Precision and reliability in sealing begin with standardization. The AS568 Aerospace Standard, developed by the Society of Automotive Engineers (SAE), is the universal language for O-ring sizes. It defines over 375 standard "dash numbers" (e.g., -001 to -475) based on inside diameter and cross-sectional diameter, with precise tolerances. This allows engineers, procurement specialists, and maintenance technicians worldwide to specify and source interchangeable seals, eliminating guesswork and ensuring proper gland fit. When selecting seals for high-temperature applications, the AS568 size is the starting point; the next, equally critical step is material selection.

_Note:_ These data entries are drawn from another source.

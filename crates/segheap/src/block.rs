//! Block layout and boundary tags.
//!
//! Every block starts with a one-word header holding its size and an
//! allocated bit. A free block repeats the header in a trailing footer and
//! embeds two list links right after the header:
//!
//! ```text
//! Free block (size >= 24):
//! ┌──────────┬─────────────┬─────────────┬─────────────┬──────────┐
//! │ header   │ next (u64)  │ prev (u64)  │ ...         │ footer   │
//! │ size | 0 │             │             │             │ size | 0 │
//! └──────────┴─────────────┴─────────────┴─────────────┴──────────┘
//! 0          4             12            20      size - 4         size
//!
//! Allocated block:
//! ┌──────────┬──────────────────────────────────────────┬──────────┐
//! │ size | 1 │ payload (8-byte aligned)                 │ size | 1 │
//! └──────────┴──────────────────────────────────────────┴──────────┘
//! ```
//!
//! A [`Block`] is only an offset of a header inside the heap bytes. All
//! decoding goes through a [`DataView`], so a corrupted size or link can make
//! an access panic on the bounds check but never read outside the heap.

use dataview::DataView;
use platform_cast::CastFrom as _;

/// Size of a header or footer word.
pub(crate) const WORD: usize = 4;

/// Size of a double word, the alignment unit of blocks and payloads.
pub(crate) const DWORD: usize = 8;

/// Size of an embedded list link.
const LINK: usize = 8;

/// Alignment guaranteed for every payload, relative to the heap start.
pub const ALIGNMENT: usize = DWORD;

/// Header and footer overhead of every block.
pub const OVERHEAD: usize = 2 * WORD;

/// The smallest block that can hold a header, a footer and two links.
pub const MIN_BLOCK_SIZE: usize = OVERHEAD + 2 * LINK;

/// The largest size a header word can encode.
pub const MAX_BLOCK_SIZE: usize = SIZE_MASK as usize;

const ALLOCATED_BIT: u32 = 0x1;
const SIZE_MASK: u32 = !0x7;

const _: () = assert!(MIN_BLOCK_SIZE == 3 * DWORD);
const _: () = assert!(MIN_BLOCK_SIZE.is_multiple_of(ALIGNMENT));

/// Decoded contents of a header or footer word.
#[derive(Debug, Clone, Copy, PartialEq, Eq)]
pub(crate) struct Tag {
    pub(crate) size: usize,
    pub(crate) allocated: bool,
}

impl Tag {
    /// The zero-size allocated tag of the list-end sentinel and the epilogue.
    pub(crate) const END: Self = Self::allocated(0);

    pub(crate) const fn free(size: usize) -> Self {
        Self {
            size,
            allocated: false,
        }
    }

    pub(crate) const fn allocated(size: usize) -> Self {
        Self {
            size,
            allocated: true,
        }
    }

    pub(crate) fn unpack(word: u32) -> Self {
        Self {
            size: usize::cast_from(word & SIZE_MASK),
            allocated: word & ALLOCATED_BIT != 0,
        }
    }

    #[expect(clippy::cast_possible_truncation)]
    pub(crate) fn pack(self) -> u32 {
        debug_assert!(self.size <= MAX_BLOCK_SIZE, "block size does not fit a tag");
        debug_assert!(self.size.is_multiple_of(DWORD), "unaligned block size");
        (self.size as u32) | u32::from(self.allocated)
    }
}

/// Reads the raw word at `offset`.
pub(crate) fn read_word(mem: &DataView, offset: usize) -> u32 {
    mem.read::<u32>(offset)
}

/// Writes the raw word at `offset`.
pub(crate) fn write_word(mem: &mut DataView, offset: usize, word: u32) {
    mem.write(offset, &word);
}

/// A block, identified by the offset of its header.
#[derive(Debug, Clone, Copy, PartialEq, Eq, PartialOrd, Ord, Hash)]
pub(crate) struct Block(usize);

impl Block {
    pub(crate) const fn at(offset: usize) -> Self {
        Self(offset)
    }

    /// Returns the block whose payload starts at `payload`.
    pub(crate) const fn from_payload(payload: usize) -> Option<Self> {
        match payload.checked_sub(WORD) {
            Some(offset) => Some(Self(offset)),
            None => None,
        }
    }

    pub(crate) const fn offset(self) -> usize {
        self.0
    }

    pub(crate) const fn payload(self) -> usize {
        self.0 + WORD
    }

    pub(crate) fn tag(self, mem: &DataView) -> Tag {
        Tag::unpack(read_word(mem, self.0))
    }

    pub(crate) fn size(self, mem: &DataView) -> usize {
        self.tag(mem).size
    }

    pub(crate) fn is_allocated(self, mem: &DataView) -> bool {
        self.tag(mem).allocated
    }

    /// Offset of the footer word, derived from the header size.
    pub(crate) fn footer(self, mem: &DataView) -> usize {
        self.0 + self.size(mem) - WORD
    }

    #[cfg(test)]
    pub(crate) fn footer_tag(self, mem: &DataView) -> Tag {
        Tag::unpack(read_word(mem, self.footer(mem)))
    }

    /// Writes only the header word.
    pub(crate) fn set_header(self, mem: &mut DataView, tag: Tag) {
        write_word(mem, self.0, tag.pack());
    }

    /// Writes `tag` to both the header and the footer implied by `tag.size`.
    pub(crate) fn set_tags(self, mem: &mut DataView, tag: Tag) {
        debug_assert!(tag.size >= MIN_BLOCK_SIZE, "block below minimum size");
        let word = tag.pack();
        write_word(mem, self.0, word);
        write_word(mem, self.0 + tag.size - WORD, word);
    }

    /// The physically following block.
    pub(crate) fn next(self, mem: &DataView) -> Self {
        Self(self.0 + self.size(mem))
    }

    /// Tag of the physically preceding block, read from its footer.
    pub(crate) fn prev_tag(self, mem: &DataView) -> Tag {
        Tag::unpack(read_word(mem, self.0 - WORD))
    }

    /// The physically preceding block.
    ///
    /// Only meaningful when the preceding block carries a valid footer,
    /// i.e. when it is free.
    pub(crate) fn prev(self, mem: &DataView) -> Self {
        Self(self.0 - self.prev_tag(mem).size)
    }

    pub(crate) fn next_free(self, mem: &DataView) -> Self {
        Self(read_link(mem, self.0 + WORD))
    }

    pub(crate) fn prev_free(self, mem: &DataView) -> Self {
        Self(read_link(mem, self.0 + WORD + LINK))
    }

    pub(crate) fn set_next_free(self, mem: &mut DataView, next: Self) {
        write_link(mem, self.0 + WORD, next.0);
    }

    pub(crate) fn set_prev_free(self, mem: &mut DataView, prev: Self) {
        write_link(mem, self.0 + WORD + LINK, prev.0);
    }
}

fn read_link(mem: &DataView, offset: usize) -> usize {
    usize::cast_from(mem.read::<u64>(offset))
}

fn write_link(mem: &mut DataView, offset: usize, target: usize) {
    mem.write(offset, &u64::cast_from(target));
}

Silicone Rubber (VMQ) is a workhorse for elevated temperature applications where extreme chemical resistance is not the primary concern. Its siloxane backbone provides outstanding thermal stability, with a continuous service range from -60°C to +225°C. It maintains excellent flexibility and a low compression set across this range. VMQ also has good resistance to ozone, sunlight, and weathering. These properties make it ideal for:

· Aerospace: Sealing cabin air ducts, avionics cooling systems, and certain fuel system vents where high temperatures from adjacent systems are a factor.

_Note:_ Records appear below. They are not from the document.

//! Size classes and the heap prologue that anchors their free lists.
//!
//! Free blocks are segregated into [`NUM_CLASSES`] classes by size. Small
//! sizes are split finely and the last class is open-ended, so a first-fit
//! scan for a common small request only walks blocks that are already close
//! to the requested size.
//!
//! The list heads live inside the prologue, an always-allocated block at the
//! bottom of the heap:
//!
//! ```text
//! low
//! ├─ +0    prologue header (112 | 1)
//! ├─ +4    head of class 0   ─┐  class i behaves as a pseudo-block at
//! ├─ +12   head of class 1    │  low + 8*i whose `next` link sits at
//! ├─  ...                     │  low + 8*i + 4
//! ├─ +100  head of class 12  ─┘
//! ├─ +108  prologue footer (112 | 1)
//! ├─ +112  list-end sentinel (0 | 1)
//! └─ +116  first block header (or the epilogue of an empty heap)
//! ```
//!
//! Every list is terminated by the shared sentinel, whose size of zero marks
//! the end of a scan. Because the sentinel sits right before the first
//! block, it also serves as an allocated "previous footer" for that block.

use core::ops::Range;

use dataview::DataView;

use crate::block::{Block, DWORD, Tag, WORD};

/// Number of segregated size classes.
pub const NUM_CLASSES: usize = 13;

/// Exclusive upper bounds of every class but the last.
const CLASS_LIMITS: [usize; NUM_CLASSES - 1] = [
    249, 1025, 2609, 3609, 4609, 5609, 6609, 7609, 8609, 9609, 10609, 11609,
];

/// One segregated size class.
#[derive(Debug, Clone, Copy, PartialEq, Eq, PartialOrd, Ord, Hash, derive_more::Display)]
#[display("{_0}")]
pub struct SizeClass(usize);

impl SizeClass {
    /// Returns the smallest class whose range contains `size`.
    #[must_use]
    pub fn of(size: usize) -> Self {
        let index = CLASS_LIMITS
            .iter()
            .position(|&limit| size < limit)
            .unwrap_or(NUM_CLASSES - 1);
        Self(index)
    }

    /// Iterates over all classes in ascending order.
    pub fn all() -> impl Iterator<Item = Self> {
        (0..NUM_CLASSES).map(Self)
    }

    /// Iterates over this class and every larger one, in ascending order.
    pub fn and_larger(self) -> impl Iterator<Item = Self> {
        (self.0..NUM_CLASSES).map(Self)
    }

    #[must_use]
    pub fn index(self) -> usize {
        self.0
    }

    /// Block sizes that belong to this class.
    ///
    /// The last class is open-ended.
    #[must_use]
    pub fn range(self) -> Range<usize> {
        let start = match self.0 {
            0 => 0,
            i => CLASS_LIMITS[i - 1],
        };
        let end = CLASS_LIMITS.get(self.0).copied().unwrap_or(usize::MAX);
        start..end
    }

    #[must_use]
    pub fn contains(self, size: usize) -> bool {
        self.range().contains(&size)
    }
}

/// Fixed layout at the bottom of the heap.
#[derive(Debug, Clone, Copy, PartialEq, Eq)]
pub(crate) struct Prologue {
    low: usize,
}

impl Prologue {
    /// Size of the prologue block: header, one slot per class, footer.
    pub(crate) const SIZE: usize = (NUM_CLASSES + 1) * DWORD;

    /// Bytes formatted before the first growth: prologue, sentinel, epilogue.
    pub(crate) const INITIAL_HEAP: usize = Self::SIZE + 2 * WORD;

    pub(crate) const fn new(low: usize) -> Self {
        Self { low }
    }

    pub(crate) const fn low(self) -> usize {
        self.low
    }

    /// The prologue block itself.
    pub(crate) const fn block(self) -> Block {
        Block::at(self.low)
    }

    /// The pseudo-block acting as the list head of `class`.
    ///
    /// Only its `next` link is ever read or written.
    pub(crate) const fn head(self, class: SizeClass) -> Block {
        Block::at(self.low + class.0 * DWORD)
    }

    /// The list-end marker shared by every class.
    pub(crate) const fn sentinel(self) -> Block {
        Block::at(self.low + Self::SIZE)
    }

    /// Header offset of the first real block.
    pub(crate) const fn first_block(self) -> Block {
        Block::at(self.low + Self::SIZE + WORD)
    }

    /// Writes the prologue, empty lists, the sentinel and an epilogue.
    ///
    /// `mem` must cover at least [`INITIAL_HEAP`](Self::INITIAL_HEAP) bytes
    /// from `low`.
    pub(crate) fn format(self, mem: &mut DataView) {
        self.block().set_tags(mem, Tag::allocated(Self::SIZE));
        for class in SizeClass::all() {
            self.head(class).set_next_free(mem, self.sentinel());
        }
        self.sentinel().set_header(mem, Tag::END);
        self.first_block().set_header(mem, Tag::END);
    }
}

· Appliance and Electrical: Gaskets for ovens, dishwashers, and high-temperature wire insulation.

· Industrial: Static seals in hot air and gas handling equipment.

  Common AS568 dash sizes like AS010 and AS024 are frequently called out in specifications for turbine auxiliary systems and electrical enclosures.

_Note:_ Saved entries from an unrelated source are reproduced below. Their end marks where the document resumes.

//! The allocator front end.
//!
//! [`Heap`] ties a [`HeapRegion`] to the prologue, free lists and placement
//! policy. Payloads are addressed by [`HeapPtr`], an offset into the region,
//! so the heap itself never hands out raw pointers.

use dataview::DataView;
use snafu::{Location, ResultExt as _, Snafu, ensure};

use crate::{
    block::{ALIGNMENT, Block, DWORD, MIN_BLOCK_SIZE, OVERHEAD, Tag, WORD},
    fit::adjust_size,
    region::{GrowError, HeapRegion},
    size_class::Prologue,
};

/// Offset of a payload inside the heap region.
#[derive(Debug, Clone, Copy, PartialEq, Eq, PartialOrd, Ord, Hash, derive_more::Display)]
#[display("{_0:#x}")]
pub struct HeapPtr(usize);

impl HeapPtr {
    #[must_use]
    pub const fn from_offset(offset: usize) -> Self {
        Self(offset)
    }

    /// Offset of the payload from the start of [`HeapRegion::bytes`].
    #[must_use]
    pub const fn offset(self) -> usize {
        self.0
    }
}

/// Tuning knobs of a [`Heap`].
#[derive(Debug, Clone, Copy, PartialEq, Eq)]
pub struct HeapConfig {
    chunk_size: usize,
}

impl Default for HeapConfig {
    fn default() -> Self {
        Self::new()
    }
}

impl HeapConfig {
    /// Default minimum growth of the heap, in bytes.
    pub const DEFAULT_CHUNK_SIZE: usize = 1 << 8;

    #[must_use]
    pub const fn new() -> Self {
        Self {
            chunk_size: Self::DEFAULT_CHUNK_SIZE,
        }
    }

    /// Sets the minimum number of bytes requested from the region whenever
    /// the heap grows.
    ///
    /// The value is rounded up to the alignment unit and floored at
    /// [`MIN_BLOCK_SIZE`].
    #[must_use]
    pub const fn with_chunk_size(mut self, bytes: usize) -> Self {
        let bytes = if bytes < MIN_BLOCK_SIZE {
            MIN_BLOCK_SIZE
        } else {
            bytes
        };
        self.chunk_size = match bytes.checked_next_multiple_of(DWORD) {
            Some(bytes) => bytes,
            None => bytes & !(DWORD - 1),
        };
        self
    }

    #[must_use]
    pub const fn chunk_size(&self) -> usize {
        self.chunk_size
    }
}

/// Errors returned when a heap cannot be set up on a region.
#[derive(Debug, Snafu)]
pub enum InitError {
    #[snafu(display("heap region is not empty: {used} bytes already in use"))]
    RegionNotEmpty {
        used: usize,
        #[snafu(implicit)]
        location: Location,
    },
    #[snafu(display("failed to format the heap"))]
    Format {
        source: GrowError,
        #[snafu(implicit)]
        location: Location,
    },
}

/// A segregated-free-list heap over a growable region.
#[derive(Debug)]
pub struct Heap<R> {
    pub(crate) region: R,
    pub(crate) prologue: Prologue,
    config: HeapConfig,
}

impl<R> Heap<R>
where
    R: HeapRegion,
{
    /// Creates a heap with the default configuration.
    pub fn new(region: R) -> Result<Self, InitError> {
        Self::with_config(region, HeapConfig::default())
    }

    /// Formats an empty `region` and seeds it with one free chunk.
    pub fn with_config(region: R, config: HeapConfig) -> Result<Self, InitError> {
        let used = region.high() - region.low();
        ensure!(used == 0, RegionNotEmptySnafu { used });

        let mut heap = Self {
            prologue: Prologue::new(region.low()),
            region,
            config,
        };
        heap.format()?;
        Ok(heap)
    }

    fn format(&mut self) -> Result<(), InitError> {
        self.region
            .grow(Prologue::INITIAL_HEAP)
            .context(FormatSnafu)?;
        self.prologue.format(self.mem_mut());
        self.extend(self.config.chunk_size).context(FormatSnafu)?;
        Ok(())
    }

    /// Discards every allocation and formats the region again.
    ///
    /// All outstanding [`HeapPtr`]s become invalid.
    pub fn reset(&mut self) -> Result<(), InitError> {
        self.region.reset();
        self.format()
    }

    pub fn config(&self) -> HeapConfig {
        self.config
    }

    pub fn region(&self) -> &R {
        &self.region
    }

    /// Consumes the heap and returns its region.
    pub fn into_region(self) -> R {
        self.region
    }

    /// Allocates at least `size` bytes.
    ///
    /// Returns `None` for a zero-sized request, for a request larger than a
    /// block can hold, or when the region cannot grow far enough. A failed
    /// allocation leaves the heap unchanged.
    pub fn allocate(&mut self, size: usize) -> Option<HeapPtr> {
        let size = adjust_size(size)?;
        let block = if let Some(block) = self.prologue.find_fit(self.mem(), size) {
            block
        } else {
            let shortfall = size.saturating_sub(self.tail_free_size());
            self.extend(shortfall.max(self.config.chunk_size)).ok()?
        };
        self.prologue.place(self.mem_mut(), block, size);
        Some(HeapPtr(block.payload()))
    }

    /// Returns an allocation to the heap.
    ///
    /// `None`, pointers that do not name a live allocation of this heap and
    /// repeated releases are ignored.
    pub fn release(&mut self, ptr: impl Into<Option<HeapPtr>>) {
        let Some(block) = ptr.into().and_then(|ptr| self.live_block(ptr)) else {
            return;
        };
        let prologue = self.prologue;
        let mem = self.mem_mut();
        let size = block.size(mem);
        block.set_tags(mem, Tag::free(size));
        prologue.coalesce(mem, block);
    }

    /// Resizes an allocation by moving it.
    ///
    /// A `None` pointer behaves like [`allocate`](Self::allocate) and a zero
    /// `size` like [`release`](Self::release). Otherwise a new block is
    /// allocated, the common prefix copied and the old block released. On
    /// failure `None` is returned and the old allocation is left intact.
    pub fn reallocate(&mut self, ptr: impl Into<Option<HeapPtr>>, size: usize) -> Option<HeapPtr> {
        let ptr = ptr.into();
        if size == 0 {
            self.release(ptr);
            return None;
        }
        let Some(ptr) = ptr else {
            return self.allocate(size);
        };

        let old = self.live_block(ptr)?;
        let len = (old.size(self.mem()) - OVERHEAD).min(size);
        let new = self.allocate(size)?;
        self.region
            .bytes_mut()
            .copy_within(ptr.0..ptr.0 + len, new.0);
        self.release(ptr);
        Some(new)
    }

    /// Allocates a zero-filled array of `count` elements of `size` bytes.
    ///
    /// Returns `None` when the total size overflows.
    pub fn allocate_zeroed(&mut self, count: usize, size: usize) -> Option<HeapPtr> {
        let bytes = count.checked_mul(size)?;
        let ptr = self.allocate(bytes)?;
        self.region.bytes_mut()[ptr.0..ptr.0 + bytes].fill(0);
        Some(ptr)
    }

    /// Number of payload bytes the allocation at `ptr` may use.
    ///
    /// This is at least the requested size and may be larger.
    pub fn usable_size(&self, ptr: HeapPtr) -> Option<usize> {
        let block = self.live_block(ptr)?;
        Some(block.size(self.mem()) - OVERHEAD)
    }

    pub fn payload(&self, ptr: HeapPtr) -> Option<&[u8]> {
        let len = self.usable_size(ptr)?;
        Some(&self.region.bytes()[ptr.0..ptr.0 + len])
    }

    pub fn payload_mut(&mut self, ptr: HeapPtr) -> Option<&mut [u8]> {
        let len = self.usable_size(ptr)?;
        Some(&mut self.region.bytes_mut()[ptr.0..ptr.0 + len])
    }

    /// Offset of the epilogue header, the last word of the heap.
    pub(crate) fn epilogue(&self) -> Block {
        Block::at(self.region.high() - WORD)
    }

    /// Resolves `ptr` to its block if it names a live allocation.
    fn live_block(&self, ptr: HeapPtr) -> Option<Block> {
        let block = Block::from_payload(ptr.0)?;
        let epilogue = self.epilogue();
        if block < self.prologue.first_block() || block >= epilogue {
            return None;
        }
        if !(ptr.0 - self.prologue.low()).is_multiple_of(ALIGNMENT) {
            return None;
        }

        let tag = block.tag(self.mem());
        let fits = tag.size >= MIN_BLOCK_SIZE
            && tag.size.is_multiple_of(DWORD)
            && block.offset() + tag.size <= epilogue.offset();
        (tag.allocated && fits).then_some(block)
    }

    pub(crate) fn mem(&self) -> &DataView {
        DataView::from(self.region.bytes())
    }

    pub(crate) fn mem_mut(&mut self) -> &mut DataView {
        DataView::from_mut(self.region.bytes_mut())
    }
}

For the most extreme thermal and chemical environments, Perfluoroelastomers (FFKM), with Kalrez® and Chemraz® being leading brands, represent the pinnacle of sealing technology. FFKM parts have a fully fluorinated polymer structure, similar to PTFE (Teflon®) but with the added property of elasticity. This grants them:

· Continuous Service Temperatures exceeding 300°C (some grades up to 327°C).

· Near-universal Chemical Resistance: They are compatible with virtually all fluids except for certain fluorinated solvents at high temperatures.

· Excellent Plasma and Dry Heat Resistance.

  Their application is justified where failure is not an option and cost is secondary to performance:

· Steam and Gas Turbines: Seals for control valve stems, turbine casing splits, and sensing lines exposed to superheated steam.

· Semiconductor Manufacturing: Seals in plasma etching and chemical vapor deposition chambers.

· Chemical Processing: Seals for aggressive acid and solvent service.

The economic calculation is key. A power plant in India might use cost-effective VMQ seals for general hot water lines in a steam turbine hall but will specify FFKM for the critical main steam stop valve stem seals, where a leak could cause a forced outage costing hundreds of thousands of dollars per day. In the USA, aerospace and defense specifications rigorously dictate where FFKM must be used versus where high-grade FKM or VMQ is acceptable, based on rigorous testing per standards like AMS (Aerospace Material Specifications). The selection process thus moves from size (AS568) to environment (temperature/chemical) to a cost-benefit analysis of material performance versus system criticality.